Em certo ponto no filme, tudo parece bem — Adam tem dois novos amigos pra desabafar, a relação com sua terapeuta estreita-se cada vez mais até mesmo fora do consultório, e ele insiste pra todo mundo que está superbem apesar do câncer. No entanto, um evento infeliz envolvendo a namorada dele desencadeia uma série de curvas, e ficha de Adam começa, finalmente, a cair. Os fatores que até então o ajudavam a manter a cabeça fria alteram-se tão radicalmente e de uma hora para a outra que ele perde a cabeça. De repente, a forma como todos insistem que tudo vai acabar bem o irrita; ele está certo de que vai morrer.

É nesse momento, final e definitivamente, que o filme vai de uma comédia com tons dramáticos para um drama — com tons cômicos, tudo bem —, mas essa transição é realizada com tanta delicadeza que o espectador, a essa altura, está imerso demais na história para notar. Delicadeza, sem dúvida, é um dos maiores méritos do filme, justamente por se tratar de um tema tão pesado. As melhores cenas são as mais delicadas — como aquela em que, em face da insistência de Adam em dizer que está bem, a terapeuta não sabe como proceder —; a trilha musical, do badalado compositor Michael Giacchino, um dos mais requisitados da atualidade no cinema, não adquire as nuances grandiosas de trabalhos anteriores dele como Up - Altas Aventuras e Lost, mas é sutil, ofuscada por canções; a direção de Jonathan Levine mostra-se fluida e intimista, potencializando o trabalho dos atores — e o elenco, talvez, é o que há de melhor no filme, das performances sutis porém vigorosas de veteranos como Anjelica Huston à eficiência dos mais jovens Bryce Dallas Howard, Seth Rogen (sem dúvida na melhor atuação cinematográfica de sua carreira) e Anna Kendrick, indicada ao Oscar faz alguns anos por Amor Sem Escalas.

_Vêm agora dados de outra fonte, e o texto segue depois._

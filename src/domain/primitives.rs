//! Domain primitives: TokenId, Address, TxHash, Timestamp, ExportKind.

use chrono::{DateTime, Datelike, Utc};
use serde::{Deserialize, Serialize};
use std::fmt;
use std::str::FromStr;

/// Token identifier (the token symbol, e.g. "ETH", "USDC").
#[derive(Debug, Clone, PartialEq, Eq, PartialOrd, Ord, Hash, Serialize, Deserialize)]
pub struct TokenId(pub String);

impl TokenId {
    pub fn new(symbol: impl Into<String>) -> Self {
        TokenId(symbol.into())
    }

    pub fn as_str(&self) -> &str {
        &self.0
    }
}

impl fmt::Display for TokenId {
    fn fmt(&self, f: &mut fmt::Formatter<'_>) -> fmt::Result {
        write!(f, "{}", self.0)
    }
}

/// Account or contract address. Normalized to trimmed lowercase so that
/// checksummed and lowercase spellings compare equal.
#[derive(Debug, Clone, PartialEq, Eq, PartialOrd, Ord, Hash, Serialize, Deserialize)]
pub struct Address(String);

impl Address {
    pub fn new(addr: impl AsRef<str>) -> Self {
        Address(addr.as_ref().trim().to_lowercase())
    }

    pub fn as_str(&self) -> &str {
        &self.0
    }

    /// True if the (lowercased) address text contains `marker`.
    pub fn contains(&self, marker: &str) -> bool {
        self.0.contains(&marker.to_lowercase())
    }
}

impl fmt::Display for Address {
    fn fmt(&self, f: &mut fmt::Formatter<'_>) -> fmt::Result {
        write!(f, "{}", self.0)
    }
}

/// An external contract holding deposits is identified by its address.
pub type ContractId = Address;

/// On-chain transaction hash shared by every transfer row of one transaction.
#[derive(Debug, Clone, PartialEq, Eq, PartialOrd, Ord, Hash, Serialize, Deserialize)]
pub struct TxHash(pub String);

impl TxHash {
    pub fn new(hash: impl Into<String>) -> Self {
        TxHash(hash.into())
    }

    pub fn as_str(&self) -> &str {
        &self.0
    }
}

impl fmt::Display for TxHash {
    fn fmt(&self, f: &mut fmt::Formatter<'_>) -> fmt::Result {
        write!(f, "{}", self.0)
    }
}

/// Block time in seconds since Unix epoch.
#[derive(Debug, Clone, Copy, PartialEq, Eq, PartialOrd, Ord, Hash, Serialize, Deserialize)]
pub struct Timestamp(pub i64);

impl Timestamp {
    pub fn new(secs: i64) -> Self {
        Timestamp(secs)
    }

    pub fn as_secs(&self) -> i64 {
        self.0
    }

    pub fn to_datetime(&self) -> Option<DateTime<Utc>> {
        DateTime::from_timestamp(self.0, 0)
    }

    /// Calendar year (UTC), used to bucket realized gains for reporting.
    pub fn year(&self) -> Option<i32> {
        self.to_datetime().map(|dt| dt.year())
    }

    /// `YYYY-MM-DD` (UTC).
    pub fn date_string(&self) -> String {
        self.to_datetime()
            .map(|dt| dt.format("%Y-%m-%d").to_string())
            .unwrap_or_default()
    }
}

/// Which explorer export a transfer row came from.
#[derive(Debug, Clone, Copy, PartialEq, Eq, Hash, Serialize, Deserialize)]
#[serde(rename_all = "lowercase")]
pub enum ExportKind {
    /// Native-asset transaction.
    Normal,
    /// Fungible token transfer.
    Erc20,
    /// Internal (contract-initiated) native transfer.
    Internal,
    /// Non-fungible token transfer.
    Erc721,
}

impl ExportKind {
    pub fn as_str(&self) -> &'static str {
        match self {
            ExportKind::Normal => "normal",
            ExportKind::Erc20 => "erc20",
            ExportKind::Internal => "internal",
            ExportKind::Erc721 => "erc721",
        }
    }
}

impl fmt::Display for ExportKind {
    fn fmt(&self, f: &mut fmt::Formatter<'_>) -> fmt::Result {
        f.write_str(self.as_str())
    }
}

impl FromStr for ExportKind {
    type Err = String;

    fn from_str(s: &str) -> Result<Self, Self::Err> {
        match s.trim().to_ascii_lowercase().as_str() {
            "normal" => Ok(ExportKind::Normal),
            "erc20" | "token" => Ok(ExportKind::Erc20),
            "internal" => Ok(ExportKind::Internal),
            "erc721" | "nft" => Ok(ExportKind::Erc721),
            other => Err(format!("unknown export kind: {}", other)),
        }
    }
}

Mas o ponto alto, obviamente, é o protagonista Joseph Gordon-Levitt. Apesar de fazer um personagem parecido com o que representou no também indie (e também ótimo) (500) Dias com Ela, ele se entrega tanto ao papel que torna profundamente interessante e identificável um personagem que, se interpretado por outro ator (como James McAvoy, que fora inicialmente escalado para fazer Adam mas declinou), poderia ficar meio sem-graça, dado seu bom-mocismo. Esse tem tudo pra ser o ano de Levitt, que, além de co-estrelar a ficção científica Looper com Bruce Willis, estará no drama biográfico Lincoln, dirigido por Steven Spielberg, na pele do filho do lendário presidente americano. Portanto, preste atenção nele. Se o seu histórico até aqui — além de 50% e (500) Dias com Ela, ele protagonizou os também aclamados O Vigia e A Origem — servir como referência, outros grandes papéis estão por vir para ele. E preste atenção também no roteirista Will Reiser, que aqui estreou da melhor forma possível: com uma dramédia humana, tocante e muitas vezes hilária que atesta sua habilidade notável em lidar com personagens.